Patience

Here in New England, March is the month between winter and spring. You never know what you are going to get – sleet one day or a sunny warm day the next. This is just one situation where I have to be patient but there are many others. I imagine it is the same for you. Patience is my topic for March. 

Phrases posted on Facebook, March 2024

It’s always because we want something other than “what is “ that impatience starts drumming its steel fingers on the table top. It wants what it wants when it wants it. It seems as if the whole body becomes a castanet. Impatience is noisy. It keeps up the clatter and does nothing useful. 
Waiting and patience are hand in glove. It is the quality of our waiting that is the key. To wait with humor, hope and kindness makes of patience a holiday. To wait wit dread and impatience makes patience into a drudge and a heavy burden.

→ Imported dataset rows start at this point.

use serde::{Deserialize, Serialize};
use uuid::Uuid;

/// Identifier of a single saga run.
///
/// Saga identifiers are opaque and supplied by the caller; the orchestrator
/// never interprets them beyond using them as a store key.
#[derive(Debug, Clone, PartialEq, Eq, Hash, PartialOrd, Ord, Serialize, Deserialize)]
#[serde(transparent)]
pub struct SagaId(String);

impl SagaId {
    /// Creates a new random saga ID backed by a UUIDv4.
    pub fn new() -> Self {
        Self(Uuid::new_v4().to_string())
    }

    /// Wraps an existing identifier.
    pub fn from_string(id: impl Into<String>) -> Self {
        Self(id.into())
    }

    /// Returns the identifier as a string slice.
    pub fn as_str(&self) -> &str {
        &self.0
    }
}

impl Default for SagaId {
    fn default() -> Self {
        Self::new()
    }
}

impl std::fmt::Display for SagaId {
    fn fmt(&self, f: &mut std::fmt::Formatter<'_>) -> std::fmt::Result {
        f.write_str(&self.0)
    }
}

impl From<String> for SagaId {
    fn from(id: String) -> Self {
        Self(id)
    }
}

impl From<&str> for SagaId {
    fn from(id: &str) -> Self {
        Self(id.to_string())
    }
}

impl From<Uuid> for SagaId {
    fn from(uuid: Uuid) -> Self {
        Self(uuid.to_string())
    }
}

impl AsRef<str> for SagaId {
    fn as_ref(&self) -> &str {
        &self.0
    }
}
//! Per-saga mutual exclusion.

use std::collections::HashMap;
use std::sync::Arc;

use common::SagaId;
use tokio::sync::{Mutex, OwnedMutexGuard};

/// Registry of one async mutex per saga identifier.
///
/// Every orchestrator operation on a run holds that run's guard for its
/// whole read-modify-write cycle, so a confirmation racing a retry cannot
/// overwrite each other's progress. Entries nobody holds or waits on are
/// pruned on the next acquisition.
#[derive(Debug, Clone, Default)]
pub struct SagaLocks {
    locks: Arc<Mutex<HashMap<SagaId, Arc<Mutex<()>>>>>,
}

impl SagaLocks {
    /// Creates an empty registry.
    pub fn new() -> Self {
        Self::default()
    }

    /// Waits for exclusive access to `saga_id`.
    pub async fn acquire(&self, saga_id: &SagaId) -> OwnedMutexGuard<()> {
        let lock = {
            let mut locks = self.locks.lock().await;
            locks.retain(|_, lock| Arc::strong_count(lock) > 1);
            locks.entry(saga_id.clone()).or_default().clone()
        };
        lock.lock_owned().await
    }

    /// Returns the number of identifiers currently tracked.
    pub async fn tracked(&self) -> usize {
        self.locks.lock().await.len()
    }
}

#[cfg(test)]
mod tests {
    use std::time::Duration;

    use super::*;

    #[tokio::test]
    async fn same_saga_is_serialized() {
        let locks = SagaLocks::new();
        let saga_id = SagaId::from("saga-1");

        let guard = locks.acquire(&saga_id).await;
        let second = tokio::time::timeout(Duration::from_millis(50), locks.acquire(&saga_id)).await;
        assert!(second.is_err());

        drop(guard);
        let second = tokio::time::timeout(Duration::from_millis(50), locks.acquire(&saga_id)).await;
        assert!(second.is_ok());
    }

    #[tokio::test]
    async fn different_sagas_do_not_block() {
        let locks = SagaLocks::new();
        let _a = locks.acquire(&SagaId::from("a")).await;
        let b = tokio::time::timeout(Duration::from_millis(50), locks.acquire(&SagaId::from("b"))).await;
        assert!(b.is_ok());
    }

    #[tokio::test]
    async fn idle_entries_are_pruned() {
        let locks = SagaLocks::new();
        drop(locks.acquire(&SagaId::from("a")).await);
        drop(locks.acquire(&SagaId::from("b")).await);

        let _c = locks.acquire(&SagaId::from("c")).await;
        assert_eq!(locks.tracked().await, 1);
    }
}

There is waiting on another i.e. to be a wait staff ready to do what is necessary. Some people have the heart of patience and can perform that kind of service. I like to think about what it would be like to decide to be wait staff not so much for a person but for love itself. It wold be an honor and not an obligation. I think we would find that we could do what we are led to do without effort or the need for reward.

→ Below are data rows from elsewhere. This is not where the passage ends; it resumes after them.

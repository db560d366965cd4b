//! Immutable saga definitions.

use std::collections::HashSet;
use std::sync::Arc;

use crate::error::DefinitionError;
use crate::step::Step;

/// An ordered, immutable list of uniquely named steps.
///
/// Built once per logical workflow and shared by reference with the
/// orchestrator. Cloning is cheap.
#[derive(Debug, Clone)]
pub struct SagaDefinition {
    name: String,
    steps: Arc<[Step]>,
}

impl SagaDefinition {
    /// Starts building a definition.
    pub fn builder(name: impl Into<String>) -> SagaDefinitionBuilder {
        SagaDefinitionBuilder {
            name: name.into(),
            steps: Vec::new(),
        }
    }

    /// Returns the workflow name.
    pub fn name(&self) -> &str {
        &self.name
    }

    /// Returns the steps in execution order.
    pub fn steps(&self) -> &[Step] {
        &self.steps
    }

    /// Looks up a step by name.
    pub fn step(&self, name: &str) -> Option<&Step> {
        self.steps.iter().find(|s| s.name() == name)
    }

    /// Returns the step names in execution order.
    pub fn step_names(&self) -> Vec<&str> {
        self.steps.iter().map(Step::name).collect()
    }

    /// Returns the number of steps.
    pub fn len(&self) -> usize {
        self.steps.len()
    }

    /// Returns true if the definition has no steps.
    pub fn is_empty(&self) -> bool {
        self.steps.is_empty()
    }

    /// Checks that recorded progress can be resumed with this definition.
    ///
    /// The executed steps that this definition knows about must be exactly
    /// its leading steps, in the same order. Executed names the definition
    /// does not contain are ignored, so a later stage may drop steps that
    /// already ran.
    pub fn check_progress(&self, executed: &[String]) -> Result<(), DefinitionError> {
        let known: Vec<&str> = executed
            .iter()
            .map(String::as_str)
            .filter(|name| self.step(name).is_some())
            .collect();

        let is_prefix = self
            .steps
            .iter()
            .zip(&known)
            .all(|(step, name)| step.name() == *name);

        if is_prefix {
            Ok(())
        } else {
            Err(DefinitionError::ProgressMismatch {
                saga: self.name.clone(),
                executed: executed.to_vec(),
            })
        }
    }
}

/// Builder for [`SagaDefinition`].
#[derive(Debug)]
pub struct SagaDefinitionBuilder {
    name: String,
    steps: Vec<Step>,
}

impl SagaDefinitionBuilder {
    /// Appends a step.
    pub fn step(mut self, step: Step) -> Self {
        self.steps.push(step);
        self
    }

    /// Validates step names and freezes the definition.
    pub fn build(self) -> Result<SagaDefinition, DefinitionError> {
        let mut seen = HashSet::new();
        for step in &self.steps {
            if step.name().is_empty() {
                return Err(DefinitionError::EmptyStepName { saga: self.name });
            }
            if !seen.insert(step.name()) {
                return Err(DefinitionError::DuplicateStep {
                    saga: self.name.clone(),
                    step: step.name().to_string(),
                });
            }
        }

        Ok(SagaDefinition {
            name: self.name,
            steps: self.steps.into(),
        })
    }
}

When things don’t turn out as expected, then a dollop of patience is good medicine. Patience though is more than swallowing hard and putting up with difficulties. I believe that at the core of being patient is a trust that no matter how things look right now there is a larger plan working for and in each of our lives. Letting that trust guide us we will manage much  better.

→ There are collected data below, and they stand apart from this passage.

//! Saga orchestration with persisted progress.
//!
//! A [`SagaDefinition`] is an ordered list of [`Step`]s, each an action plus
//! an optional compensation. The [`Orchestrator`] drives a definition for one
//! run identifier, persisting progress to a [`RunStore`](run_store::RunStore)
//! after every step:
//!
//! 1. Steps already recorded as executed are skipped, so re-invoking a run
//!    resumes where it left off.
//! 2. If a step fails, the executed steps are compensated in reverse order.
//!    Compensation is best effort and never aborts the rollback.
//!
//! [`order_workflow`] builds a food order flow (payment, kitchen, delivery)
//! on top of the orchestrator.

pub mod definition;
pub mod error;
pub mod locks;
pub mod orchestrator;
pub mod order_workflow;
pub mod services;
pub mod step;

pub use definition::{SagaDefinition, SagaDefinitionBuilder};
pub use error::{DefinitionError, Result, SagaError};
pub use locks::SagaLocks;
pub use orchestrator::{Orchestrator, RecoveredRun, RecoveryAction, SagaOutcome};
pub use order_workflow::{OrderItem, OrderStatus, OrderWorkflow, PlaceOrder, PlacedOrder};
pub use services::{
    DeliveryAssignment, DeliveryService, DeliveryStatus, InMemoryDeliveryService,
    InMemoryKitchenService, InMemoryPaymentService, KitchenService, KitchenTicketStatus,
    PaymentMethod, PaymentService, PaymentStatus, ServiceError,
};
pub use step::{Step, StepAction, StepCompensation, StepError};
//! Tracing and metrics initialisation.

use std::net::SocketAddr;

use metrics_exporter_prometheus::{BuildError, PrometheusBuilder};
use tracing_subscriber::EnvFilter;
use tracing_subscriber::layer::SubscriberExt;
use tracing_subscriber::util::SubscriberInitExt;

use crate::config::{Config, LogFormat};

/// Installs the global tracing subscriber.
///
/// An unparsable filter directive falls back to `info`.
pub fn init_tracing(config: &Config) {
    let filter = EnvFilter::try_new(&config.log_level).unwrap_or_else(|_| EnvFilter::new("info"));
    let registry = tracing_subscriber::registry().with(filter);

    match config.log_format {
        LogFormat::Json => registry
            .with(tracing_subscriber::fmt::layer().json())
            .init(),
        LogFormat::Pretty => registry.with(tracing_subscriber::fmt::layer()).init(),
    }
}

/// Installs the Prometheus recorder with a scrape listener on `addr`.
///
/// Must be called from within a Tokio runtime.
pub fn install_metrics(addr: SocketAddr) -> Result<(), BuildError> {
    PrometheusBuilder::new().with_http_listener(addr).install()
}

The reward for patience is more patience. That’s not a little reward. It is a verification of a constantly growing capacity to deal with ordinary and extraordinary bumps in the road.
The other day I was marveling at the patience of my house plants. They wait to be watered. (I try not to forget!) They accept whatever light that comes through the window . . . grey or sunny. They make new leaves and sometimes gorgeous blossoms. They patiently grow and die living patiently with what is given. Their deep silence silences me and I want to learn to be that organically patient.
I think being organically patient comes with a lot of letting go. Here’s a quote from my book, Companions one the Way. “Tucked into our nighttime sheets we can take the time to let go. Letting go is a basic kindness for our souls …. Everything isn’t up to us.”
What has become has become over millennia . . . the slow work of God as Tielhard de Chardin might name it. Slow becoming is patience at work. When we trust both slowness and becoming . . . allow them their way, not our way . . . would we not find ourselves in the realm of possibility and love?
When I set myself up with an agenda of how things “should” go, I feed the impatience beast waiting inside. How many times does this lesson have to be learned? Fortunately there are second, third etc. chances to know that the right thing is happening just now and what really belongs to each of us can’t be kept from us.
Without difficulties, without recognition of our faults, without unexpected frustration we would not grow. It is the very tension that motivates us to seek transformation and balance. How could we proceed without patience? To daily ask patience to be our dear friend is a good prayer.
I think that when we dwell long enough in patience we discover that it is actually a place of rest. At least for the moment we have given up the useless effort to resist what is happening just now. Instead we can open to the possibilities of kindness.
In patience there is an inner consent to wait for things to turn around and be better. It is also a silent, dynamic hope that makes that waiting possible. Both, in the end, are gifts, Spirit at work. It is Spirit that has eternal patience.
Knowing I have a deep desire for something, I place an image of it in an “incubating” place.
It is a way to hand my desire over to a greater wisdom and to trust that over time it will become a reality. This is all about patience. I may get what I desire as I envisioned it or not, but something of value does come and is a cause for amazement and gratitude.
A happy Easter to all who celebrate this day. After much suffering transformation is sometimes possible. After much effort, with no sign of progress, something new may arrive. It takes patience and trust that a change for good is happening out of sight. To be patient then can be a welcoming prayer for whatever is waiting in the eves to be of benefit and blessing. May it be so.